## Assignment
In the records below, find each line that holds "progression" and return it.

## Information
■ ■ ■ ■ ■
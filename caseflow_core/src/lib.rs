#![forbid(unsafe_code)]

//! Core domain model and business logic for the Caseflow injury case-management system.
//!
//! This crate provides:
//! - Domain types (exceptions, cases, rehabilitation plans, completions)
//! - Calendar-day arithmetic
//! - Exception activity and conflict detection
//! - Case status transitions and notification intents
//! - Rehabilitation day progression
//! - Persistence (store, transition WAL, CSV)

pub mod types;
pub mod error;
pub mod calendar;
pub mod activity;
pub mod status;
pub mod progression;
pub mod catalog;
pub mod config;
pub mod logging;
pub mod roster;
pub mod store;
pub mod wal;
pub mod csv_rollup;

// Re-export commonly used types
pub use error::{Error, Result};
pub use types::*;
pub use activity::{active_exceptions_on, find_conflict, is_active_on};
pub use catalog::build_default_catalog;
pub use config::Config;
pub use progression::{build_completion_map, compute_progress, PlanProgress};
pub use roster::load_team_roster;
pub use status::{apply_transition, case_number};
pub use store::CaseStore;
pub use wal::{EventSink, JsonlSink};
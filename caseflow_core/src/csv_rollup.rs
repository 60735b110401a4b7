//! WAL to CSV rollup.
//!
//! Folds audited transition events into a flat, appending CSV report for
//! administrators. The CSV is fsynced before the WAL is archived, and the WAL
//! is renamed rather than deleted so the raw audit data survives a bad
//! rollup.

use crate::wal::TransitionEvent;
use crate::Result;
use std::fs::OpenOptions;
use std::path::Path;

#[derive(Debug, serde::Serialize)]
struct CsvRow {
    case_id: String,
    case_number: String,
    worker_id: String,
    status: String,
    updated_at: String,
    updated_by: String,
}

impl From<&TransitionEvent> for CsvRow {
    fn from(event: &TransitionEvent) -> Self {
        CsvRow {
            case_id: event.case_id.to_string(),
            case_number: event.case_number.clone(),
            worker_id: event.worker_id.clone(),
            status: event.status.to_string(),
            updated_at: event.updated_at.to_rfc3339(),
            updated_by: event.updated_by.clone(),
        }
    }
}

/// Append all WAL events to the CSV report and archive the WAL
///
/// Returns the number of events processed. An empty or missing WAL is a
/// no-op. On success the WAL has been renamed to `<name>.processed`; until
/// the rename lands, a crash leaves both files intact and the rollup can be
/// re-run (at the cost of duplicate CSV rows, never lost ones).
pub fn wal_to_csv_and_archive(wal_path: &Path, csv_path: &Path) -> Result<usize> {
    let events = crate::wal::read_events(wal_path)?;
    if events.is_empty() {
        tracing::info!("No transition events to roll up");
        return Ok(0);
    }

    if let Some(parent) = csv_path.parent() {
        std::fs::create_dir_all(parent)?;
    }

    let file = OpenOptions::new().create(true).append(true).open(csv_path)?;
    // Only a freshly created (or truncated) report gets a header row
    let needs_headers = file.metadata()?.len() == 0;

    let mut writer = csv::WriterBuilder::new()
        .has_headers(needs_headers)
        .from_writer(file);
    for event in &events {
        writer.serialize(CsvRow::from(event))?;
    }
    writer.flush()?;

    let file = writer
        .into_inner()
        .map_err(|e| std::io::Error::new(std::io::ErrorKind::Other, e))?;
    file.sync_all()?;

    let archived = wal_path.with_extension("wal.processed");
    std::fs::rename(wal_path, &archived)?;
    tracing::info!(
        "Rolled up {} events to {:?}, WAL archived to {:?}",
        events.len(),
        csv_path,
        archived
    );

    Ok(events.len())
}

/// Delete `.wal.processed` archives under the given directory
pub fn cleanup_processed_wals(dir: &Path) -> Result<usize> {
    if !dir.exists() {
        return Ok(0);
    }

    let mut removed = 0;
    for entry in std::fs::read_dir(dir)? {
        let path = entry?.path();
        if path.extension().is_some_and(|ext| ext == "processed") {
            std::fs::remove_file(&path)?;
            tracing::debug!("Removed archived WAL {:?}", path);
            removed += 1;
        }
    }
    Ok(removed)
}

#[cfg(test)]
mod tests {
    use super::*;
    use crate::types::CaseStatus;
    use crate::wal::{EventSink, JsonlSink};
    use chrono::Utc;
    use uuid::Uuid;

    fn write_events(wal_path: &Path, statuses: &[CaseStatus]) {
        let mut sink = JsonlSink::new(wal_path);
        for status in statuses {
            sink.append(&TransitionEvent {
                case_id: Uuid::new_v4(),
                case_number: "CASE-20240315-143022-AB12".into(),
                worker_id: "W-1042".into(),
                status: *status,
                updated_at: Utc::now(),
                updated_by: "clin.rao".into(),
            })
            .unwrap();
        }
    }

    #[test]
    fn test_rollup_writes_rows_and_archives() {
        let temp_dir = tempfile::tempdir().unwrap();
        let wal_path = temp_dir.path().join("transitions.wal");
        let csv_path = temp_dir.path().join("transitions.csv");

        write_events(&wal_path, &[CaseStatus::New, CaseStatus::Triaged]);

        let count = wal_to_csv_and_archive(&wal_path, &csv_path).unwrap();
        assert_eq!(count, 2);
        assert!(!wal_path.exists());
        assert!(temp_dir.path().join("transitions.wal.processed").exists());

        let csv = std::fs::read_to_string(&csv_path).unwrap();
        let lines: Vec<_> = csv.lines().collect();
        assert_eq!(lines.len(), 3);
        assert!(lines[0].starts_with("case_id,case_number,worker_id,status"));
        assert!(lines[1].contains(",new,"));
        assert!(lines[2].contains(",triaged,"));
    }

    #[test]
    fn test_rollup_empty_wal_is_noop() {
        let temp_dir = tempfile::tempdir().unwrap();
        let wal_path = temp_dir.path().join("transitions.wal");
        let csv_path = temp_dir.path().join("transitions.csv");

        let count = wal_to_csv_and_archive(&wal_path, &csv_path).unwrap();
        assert_eq!(count, 0);
        assert!(!csv_path.exists());
    }

    #[test]
    fn test_second_rollup_appends_without_headers() {
        let temp_dir = tempfile::tempdir().unwrap();
        let wal_path = temp_dir.path().join("transitions.wal");
        let csv_path = temp_dir.path().join("transitions.csv");

        write_events(&wal_path, &[CaseStatus::New]);
        wal_to_csv_and_archive(&wal_path, &csv_path).unwrap();

        // First archive must be out of the way before the next WAL cycle
        cleanup_processed_wals(temp_dir.path()).unwrap();

        write_events(&wal_path, &[CaseStatus::Closed]);
        wal_to_csv_and_archive(&wal_path, &csv_path).unwrap();

        let csv = std::fs::read_to_string(&csv_path).unwrap();
        let header_count = csv.lines().filter(|l| l.starts_with("case_id,")).count();
        assert_eq!(header_count, 1);
        assert_eq!(csv.lines().count(), 3);
    }

    #[test]
    fn test_cleanup_removes_only_processed() {
        let temp_dir = tempfile::tempdir().unwrap();
        std::fs::write(temp_dir.path().join("a.wal.processed"), "x").unwrap();
        std::fs::write(temp_dir.path().join("keep.wal"), "x").unwrap();

        let removed = cleanup_processed_wals(temp_dir.path()).unwrap();
        assert_eq!(removed, 1);
        assert!(temp_dir.path().join("keep.wal").exists());
        assert!(!temp_dir.path().join("a.wal.processed").exists());
    }

    #[test]
    fn test_cleanup_missing_dir() {
        let temp_dir = tempfile::tempdir().unwrap();
        let removed = cleanup_processed_wals(&temp_dir.path().join("absent")).unwrap();
        assert_eq!(removed, 0);
    }
}
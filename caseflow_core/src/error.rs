//! Error types for the caseflow_core library.

use crate::types::CaseStatus;
use chrono::NaiveDate;
use std::io;

/// Result type alias using our Error type
pub type Result<T> = std::result::Result<T, Error>;

/// Core error type for caseflow_core operations
#[derive(Debug, thiserror::Error)]
pub enum Error {
    /// IO error occurred
    #[error("IO error: {0}")]
    Io(#[from] io::Error),

    /// JSON serialization/deserialization error
    #[error("JSON error: {0}")]
    Json(#[from] serde_json::Error),

    /// CSV error
    #[error("CSV error: {0}")]
    Csv(#[from] csv::Error),

    /// TOML parsing error
    #[error("TOML error: {0}")]
    Toml(#[from] toml::de::Error),

    /// Configuration validation error
    #[error("Configuration error: {0}")]
    Config(String),

    /// Store management error
    #[error("Store error: {0}")]
    Store(String),

    /// Exercise catalog validation error
    #[error("Catalog validation error: {0}")]
    CatalogValidation(String),

    /// Malformed or impossible calendar date string
    #[error("Invalid calendar date: {0}")]
    InvalidDate(String),

    /// Plan end date precedes its start date
    #[error("Invalid date range: end date precedes start date")]
    InvalidDateRange,

    /// Status value outside the known case statuses
    #[error("Invalid case status: {0}")]
    InvalidStatus(String),

    /// Backward transition attempted from return_to_work
    #[error("Invalid transition: {from} -> {to}")]
    InvalidTransition { from: CaseStatus, to: CaseStatus },

    /// Attempted return_to_work/closed while an active rehabilitation plan exists
    #[error("Cannot transition while the case has an active rehabilitation plan")]
    ActiveRehabBlocksClosure,

    /// Return-to-work transition requested without duty type and return date
    #[error("Return-to-work transition requires a duty type and a return date")]
    MissingReturnToWorkFields,

    /// Duty type outside {modified, full}
    #[error("Invalid duty type: {0}")]
    InvalidDutyType(String),

    /// Return date is before the current calendar day
    #[error("Return date {0} is in the past")]
    ReturnDateInPast(NaiveDate),

    /// Generic error
    #[error("{0}")]
    Other(String),
}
■ ■ ■ ■ ■
## Exercise result
//! - Rehabilitation day progression
pub mod progression;
pub use progression::{build_completion_map, compute_progress, PlanProgress};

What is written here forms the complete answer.